Data used in the analyses presented in this paper have several notable limitations. First, the number of facilities included in the health financing pilot study was small, limited primarily due to practical considerations but further reduced by insecurity at follow-up. This, combined, with the higher-than-anticipated design effect of some of the indicators measured meant that the power to detect differences between facility groups was relatively low. Although observed and perceived quality showed no discernable trends, the large increase in care seeking at facilities randomized to free services was not statistically greater than the increase among facilities with no fee change. Second, the routine HMIS data used to assess changes in utilization during the pilot study and following the user fee ban were incomplete, and analysis was limited to facilities missing no more than 3 months of data. Routine reporting systems in many developing countries, such as Afghanistan, suffer from questionable data accuracy, although they can still be useful for detecting trends over time.
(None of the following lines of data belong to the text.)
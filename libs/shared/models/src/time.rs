//! Serde adapters for the ledger's `HH:MM` time-of-day columns.

use chrono::NaiveTime;
use serde::{self, Deserialize, Deserializer, Serializer};

const FORMAT: &str = "%H:%M";

pub fn serialize<S>(time: &NaiveTime, serializer: S) -> Result<S::Ok, S::Error>
where
    S: Serializer,
{
    serializer.serialize_str(&time.format(FORMAT).to_string())
}

pub fn deserialize<'de, D>(deserializer: D) -> Result<NaiveTime, D::Error>
where
    D: Deserializer<'de>,
{
    let s = String::deserialize(deserializer)?;
    parse(&s).map_err(serde::de::Error::custom)
}

fn parse(s: &str) -> Result<NaiveTime, String> {
    NaiveTime::parse_from_str(s, FORMAT)
        .or_else(|_| NaiveTime::parse_from_str(s, "%H:%M:%S"))
        .map_err(|e| format!("invalid time '{}': {}", s, e))
}

/// `Option<NaiveTime>` variant for nullable columns.
pub mod option {
    use super::*;

    pub fn serialize<S>(time: &Option<NaiveTime>, serializer: S) -> Result<S::Ok, S::Error>
    where
        S: Serializer,
    {
        match time {
            Some(t) => super::serialize(t, serializer),
            None => serializer.serialize_none(),
        }
    }

    pub fn deserialize<'de, D>(deserializer: D) -> Result<Option<NaiveTime>, D::Error>
    where
        D: Deserializer<'de>,
    {
        let opt: Option<String> = Option::deserialize(deserializer)?;
        match opt {
            Some(s) => super::parse(&s).map(Some).map_err(serde::de::Error::custom),
            None => Ok(None),
        }
    }
}

#[cfg(test)]
mod tests {
    use chrono::NaiveTime;
    use serde::{Deserialize, Serialize};

    #[derive(Serialize, Deserialize)]
    struct Row {
        #[serde(with = "super")]
        time: NaiveTime,
    }

    #[test]
    fn round_trips_hh_mm() {
        let row = Row {
            time: NaiveTime::from_hms_opt(9, 30, 0).unwrap(),
        };
        let json = serde_json::to_string(&row).unwrap();
        assert_eq!(json, r#"{"time":"09:30"}"#);
        let back: Row = serde_json::from_str(&json).unwrap();
        assert_eq!(back.time, row.time);
    }

    #[test]
    fn accepts_seconds_suffix() {
        let back: Row = serde_json::from_str(r#"{"time":"14:00:00"}"#).unwrap();
        assert_eq!(back.time, NaiveTime::from_hms_opt(14, 0, 0).unwrap());
    }
}
use std::env;
use tracing::warn;

#[derive(Debug, Clone)]
pub struct AppConfig {
    pub ledger_url: String,
    pub ledger_api_key: String,
    pub session_jwt_secret: String,
    pub hospital_name: String,
    pub mail_relay_url: String,
    pub mail_from: String,
    pub mail_enabled: bool,
    pub notify_queue_capacity: usize,
}

impl AppConfig {
    pub fn from_env() -> Self {
        let config = Self {
            ledger_url: env::var("LEDGER_URL")
                .unwrap_or_else(|_| {
                    warn!("LEDGER_URL not set, using empty value");
                    String::new()
                }),
            ledger_api_key: env::var("LEDGER_API_KEY")
                .unwrap_or_else(|_| {
                    warn!("LEDGER_API_KEY not set, using empty value");
                    String::new()
                }),
            session_jwt_secret: env::var("SESSION_JWT_SECRET")
                .unwrap_or_else(|_| {
                    warn!("SESSION_JWT_SECRET not set, using empty value");
                    String::new()
                }),
            hospital_name: env::var("HOSPITAL_NAME")
                .unwrap_or_else(|_| "MediCare Plus Hospital".to_string()),
            mail_relay_url: env::var("MAIL_RELAY_URL").unwrap_or_default(),
            mail_from: env::var("MAIL_FROM").unwrap_or_default(),
            mail_enabled: env::var("MAIL_ENABLED")
                .map(|v| v == "true" || v == "1")
                .unwrap_or(false),
            notify_queue_capacity: env::var("NOTIFY_QUEUE_CAPACITY")
                .ok()
                .and_then(|v| v.parse().ok())
                .unwrap_or(256),
        };

        if !config.is_configured() {
            warn!("Application not fully configured - missing environment variables");
        }

        config
    }

    pub fn is_configured(&self) -> bool {
        !self.ledger_url.is_empty()
            && !self.ledger_api_key.is_empty()
            && !self.session_jwt_secret.is_empty()
    }

    pub fn is_mail_configured(&self) -> bool {
        self.mail_enabled && !self.mail_relay_url.is_empty() && !self.mail_from.is_empty()
    }
}
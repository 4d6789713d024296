// libs/appointment-cell/src/models.rs
use chrono::{NaiveDate, NaiveDateTime, NaiveTime};
use serde::{Deserialize, Serialize};

use shared_database::LedgerError;
use shared_models::error::AppError;
use shared_models::status::BookingStatus;
use shared_models::time as hm_time;

// ==============================================================================
// CORE APPOINTMENT MODELS
// ==============================================================================

#[derive(Debug, Clone, Serialize, Deserialize)]
pub struct Appointment {
    pub id: i64,
    pub patient_id: i64,
    pub doctor_id: i64,
    pub appointment_date: NaiveDate,
    #[serde(with = "hm_time")]
    pub appointment_time: NaiveTime,
    pub reason: Option<String>,
    pub status: BookingStatus,
    #[serde(default)]
    pub amount: f64,
    #[serde(default)]
    pub created_at: Option<NaiveDateTime>,
}

/// Appointment joined with the names a front-desk screen shows.
#[derive(Debug, Clone, Serialize, Deserialize)]
pub struct AppointmentDetail {
    #[serde(flatten)]
    pub appointment: Appointment,
    pub patient_name: String,
    pub patient_email: Option<String>,
    pub doctor_name: String,
    pub department: Option<String>,
}

#[derive(Debug, Clone, Serialize, Deserialize)]
pub struct Patient {
    pub id: i64,
    pub first_name: String,
    pub last_name: String,
    pub contact: Option<String>,
    pub email: Option<String>,
}

impl Patient {
    pub fn full_name(&self) -> String {
        format!("{} {}", self.first_name, self.last_name)
    }
}

#[derive(Debug, Clone, Serialize, Deserialize)]
pub struct Doctor {
    pub id: i64,
    pub name: String,
    pub department: Option<String>,
    pub specialization: Option<String>,
}

// ==============================================================================
// REQUEST/RESPONSE MODELS
// ==============================================================================

#[derive(Debug, Clone, Serialize, Deserialize)]
pub struct BookAppointmentRequest {
    pub patient_id: i64,
    pub doctor_id: i64,
    pub appointment_date: NaiveDate,
    #[serde(with = "hm_time")]
    pub appointment_time: NaiveTime,
    pub reason: Option<String>,
}

#[derive(Debug, Clone, Serialize, Deserialize)]
pub struct UpdateAppointmentRequest {
    pub status: Option<BookingStatus>,
    pub reason: Option<String>,
    pub amount: Option<f64>,
}

#[derive(Debug, Clone, Serialize, Deserialize)]
pub struct RescheduleAppointmentRequest {
    pub appointment_date: Option<NaiveDate>,
    #[serde(with = "hm_time")]
    pub appointment_time: NaiveTime,
}

#[derive(Debug, Deserialize)]
pub struct SlotQuery {
    pub doctor_id: i64,
    pub date: NaiveDate,
}

#[derive(Debug, Clone, Serialize, Deserialize)]
pub struct Slot {
    #[serde(with = "hm_time")]
    pub time: NaiveTime,
    pub available: bool,
}

#[derive(Debug, Default, Deserialize)]
pub struct AppointmentListQuery {
    pub status: Option<BookingStatus>,
    pub doctor_id: Option<i64>,
}

// ==============================================================================
// ERROR TYPES
// ==============================================================================

#[derive(Debug, thiserror::Error)]
pub enum AppointmentError {
    #[error("Appointment not found")]
    NotFound,

    #[error("Patient not found")]
    PatientNotFound,

    #[error("Doctor not found")]
    DoctorNotFound,

    #[error("This slot is already confirmed for another patient. Please choose a different slot.")]
    SlotConflict,

    #[error("Cannot change status from {from} to {to}")]
    InvalidTransition {
        from: BookingStatus,
        to: BookingStatus,
    },

    #[error("Validation error: {0}")]
    Validation(String),

    #[error("Ledger error: {0}")]
    Ledger(#[from] LedgerError),
}

impl From<AppointmentError> for AppError {
    fn from(err: AppointmentError) -> Self {
        match err {
            AppointmentError::NotFound => AppError::NotFound("Appointment not found".to_string()),
            AppointmentError::PatientNotFound => AppError::NotFound("Patient not found".to_string()),
            AppointmentError::DoctorNotFound => AppError::NotFound("Doctor not found".to_string()),
            AppointmentError::SlotConflict => AppError::Conflict(
                "This slot is already confirmed for another patient. Please choose a different slot."
                    .to_string(),
            ),
            AppointmentError::InvalidTransition { from, to } => {
                AppError::Validation(format!("Cannot change status from {} to {}", from, to))
            }
            AppointmentError::Validation(msg) => AppError::Validation(msg),
            AppointmentError::Ledger(e) => AppError::Database(e.to_string()),
        }
    }
}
Conclusions and policy implications

The Afghanistan health financing pilot study and subsequent nationwide user fee ban at the primary care level represent the successful application of a pilot study to make an informed national policy decision. The user fee ban was implemented swiftly after presentation of the pilot study results, but following deliberations and further information gathering about best practices in user fee removal and discussion of health sector stakeholder concerns. Early results indicate that visits for curative care, but not necessarily for preventive and promotive care, have increased following the ban, without major adverse effects on drug stock-outs.

There is a need for continued monitoring following the user fee ban, a best practice recommended by user fee experts (Gilson and McIntyre 2005; Ridde and Morestin 2011). For example, some concerns about quality did not emerge in Uganda until 2 to 3 years after user fees were abolished (Nabyonga-Orem et al. 2008). Afghanistan has taken the positive decision to use a 3-year time-frame to monitor the effects of the user fee ban. During this period, in addition to continued analysis of routine reporting data, further research should be conducted on mechanisms to provide discretionary income to facilities, and on health worker and patient perceptions, in order to better understand the longer-term effects of increased service utilization on health worker morale and consumer perceptions of free government services.

Funding

This study was funded by a contract with the Afghanistan Ministry of Public Health and the Johns Hopkins University Bloomberg School of Public Health, in collaboration with the Indian Institute of Health Management Research. Financial support (Grant # H050474) was also provided by the UK Department for International Development (DFID) for the Future Health Systems research programme consortium.

Conflict of interest

None declared.

Acknowledgements

The authors would like to thank colleagues at the Afghanistan Ministry of Public Health, Johns Hopkins University Bloomberg School of Public Health, Indian Institute of Health Management Research and the data collectors and participants in the health financing pilot study. The authors also express their appreciation for the financial support (Grant # H050474) provided by the UK Department for International Development (DFID) for the Future Health Systems research programme consortium. This document is an output partly funded from a project financed by DFID for the benefit of developing countries. The views expressed are not necessarily those of DFID.

Endnote

Endnote

1 The binary outcome of seeking care first at the pilot facility was tested using the logistic regression model: Log[P(careseek)/(1-P(careseek))] = β0 + β1 Post + β2 Feesremoved + β3 Post*Feesremoved.